(Stored data)
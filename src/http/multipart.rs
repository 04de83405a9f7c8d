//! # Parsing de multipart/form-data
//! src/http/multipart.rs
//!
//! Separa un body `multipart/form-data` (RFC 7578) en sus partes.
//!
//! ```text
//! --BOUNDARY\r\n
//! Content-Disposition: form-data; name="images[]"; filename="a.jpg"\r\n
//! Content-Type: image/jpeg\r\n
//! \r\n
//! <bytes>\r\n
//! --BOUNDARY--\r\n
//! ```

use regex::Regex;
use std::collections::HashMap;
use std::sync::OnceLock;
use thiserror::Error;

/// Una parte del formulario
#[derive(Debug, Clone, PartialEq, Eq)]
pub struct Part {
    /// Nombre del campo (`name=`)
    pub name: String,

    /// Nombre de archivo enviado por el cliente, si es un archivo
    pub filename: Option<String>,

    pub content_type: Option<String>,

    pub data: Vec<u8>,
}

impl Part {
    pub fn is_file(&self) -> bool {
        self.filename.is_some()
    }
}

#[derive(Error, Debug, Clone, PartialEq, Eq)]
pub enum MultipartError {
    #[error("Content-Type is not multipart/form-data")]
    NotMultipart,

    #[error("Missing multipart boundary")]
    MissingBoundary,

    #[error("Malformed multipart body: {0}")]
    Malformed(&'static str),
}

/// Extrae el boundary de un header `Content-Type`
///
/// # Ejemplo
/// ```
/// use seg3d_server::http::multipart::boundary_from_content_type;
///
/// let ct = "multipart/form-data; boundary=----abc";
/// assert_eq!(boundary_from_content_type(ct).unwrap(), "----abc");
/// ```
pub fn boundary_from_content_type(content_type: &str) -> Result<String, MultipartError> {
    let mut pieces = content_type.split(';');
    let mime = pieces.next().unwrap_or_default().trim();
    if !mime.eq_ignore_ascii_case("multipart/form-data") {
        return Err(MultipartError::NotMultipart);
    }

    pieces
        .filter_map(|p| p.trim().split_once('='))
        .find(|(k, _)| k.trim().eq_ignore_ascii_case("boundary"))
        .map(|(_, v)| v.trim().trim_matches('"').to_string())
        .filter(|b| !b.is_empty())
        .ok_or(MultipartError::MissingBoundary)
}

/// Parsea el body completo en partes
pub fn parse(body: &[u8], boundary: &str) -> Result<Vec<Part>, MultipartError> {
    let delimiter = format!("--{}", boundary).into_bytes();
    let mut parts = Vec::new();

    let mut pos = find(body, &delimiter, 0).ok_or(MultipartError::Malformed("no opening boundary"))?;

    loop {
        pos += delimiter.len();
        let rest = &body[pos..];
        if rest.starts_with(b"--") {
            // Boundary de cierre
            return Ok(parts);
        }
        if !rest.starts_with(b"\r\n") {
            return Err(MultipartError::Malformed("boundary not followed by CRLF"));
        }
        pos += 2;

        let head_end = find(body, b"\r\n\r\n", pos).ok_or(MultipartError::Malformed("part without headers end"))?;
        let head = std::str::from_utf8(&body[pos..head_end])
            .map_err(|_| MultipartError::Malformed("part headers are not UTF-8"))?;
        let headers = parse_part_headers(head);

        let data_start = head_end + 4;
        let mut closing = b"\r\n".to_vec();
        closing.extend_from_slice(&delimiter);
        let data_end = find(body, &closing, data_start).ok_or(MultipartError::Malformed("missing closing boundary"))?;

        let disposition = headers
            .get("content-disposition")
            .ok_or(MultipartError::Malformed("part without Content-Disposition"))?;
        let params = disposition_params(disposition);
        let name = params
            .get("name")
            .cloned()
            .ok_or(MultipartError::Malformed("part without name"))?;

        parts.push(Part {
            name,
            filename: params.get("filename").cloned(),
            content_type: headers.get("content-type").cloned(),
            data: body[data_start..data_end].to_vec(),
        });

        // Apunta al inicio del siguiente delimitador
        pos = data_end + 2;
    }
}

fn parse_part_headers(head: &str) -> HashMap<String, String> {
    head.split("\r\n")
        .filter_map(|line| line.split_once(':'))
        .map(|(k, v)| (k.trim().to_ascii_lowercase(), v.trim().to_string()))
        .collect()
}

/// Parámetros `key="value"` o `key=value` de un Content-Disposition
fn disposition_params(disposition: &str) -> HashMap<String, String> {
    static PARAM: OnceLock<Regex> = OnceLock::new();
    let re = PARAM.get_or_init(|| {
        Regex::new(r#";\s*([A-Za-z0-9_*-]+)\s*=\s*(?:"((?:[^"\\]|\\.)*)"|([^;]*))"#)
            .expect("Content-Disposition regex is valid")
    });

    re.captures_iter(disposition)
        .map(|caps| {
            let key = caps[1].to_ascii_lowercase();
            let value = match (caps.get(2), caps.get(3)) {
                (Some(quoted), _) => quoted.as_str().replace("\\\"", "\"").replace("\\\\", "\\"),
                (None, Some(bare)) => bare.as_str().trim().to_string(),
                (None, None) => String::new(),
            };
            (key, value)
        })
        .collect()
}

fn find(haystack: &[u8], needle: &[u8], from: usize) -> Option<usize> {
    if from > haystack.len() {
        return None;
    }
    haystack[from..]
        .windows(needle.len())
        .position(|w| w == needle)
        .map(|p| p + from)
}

* [Work instruction] All that is wanted is the stretch of lines above from the one containing "use regex::Regex;" through the one containing "pub enum MultipartError", duplicated exactly.

* [Final answer]
use regex::Regex;
use std::collections::HashMap;
use std::sync::OnceLock;
use thiserror::Error;

/// Una parte del formulario
#[derive(Debug, Clone, PartialEq, Eq)]
pub struct Part {
    /// Nombre del campo (`name=`)
    pub name: String,

    /// Nombre de archivo enviado por el cliente, si es un archivo
    pub filename: Option<String>,

    pub content_type: Option<String>,

    pub data: Vec<u8>,
}

impl Part {
    pub fn is_file(&self) -> bool {
        self.filename.is_some()
    }
}

#[derive(Error, Debug, Clone, PartialEq, Eq)]
pub enum MultipartError {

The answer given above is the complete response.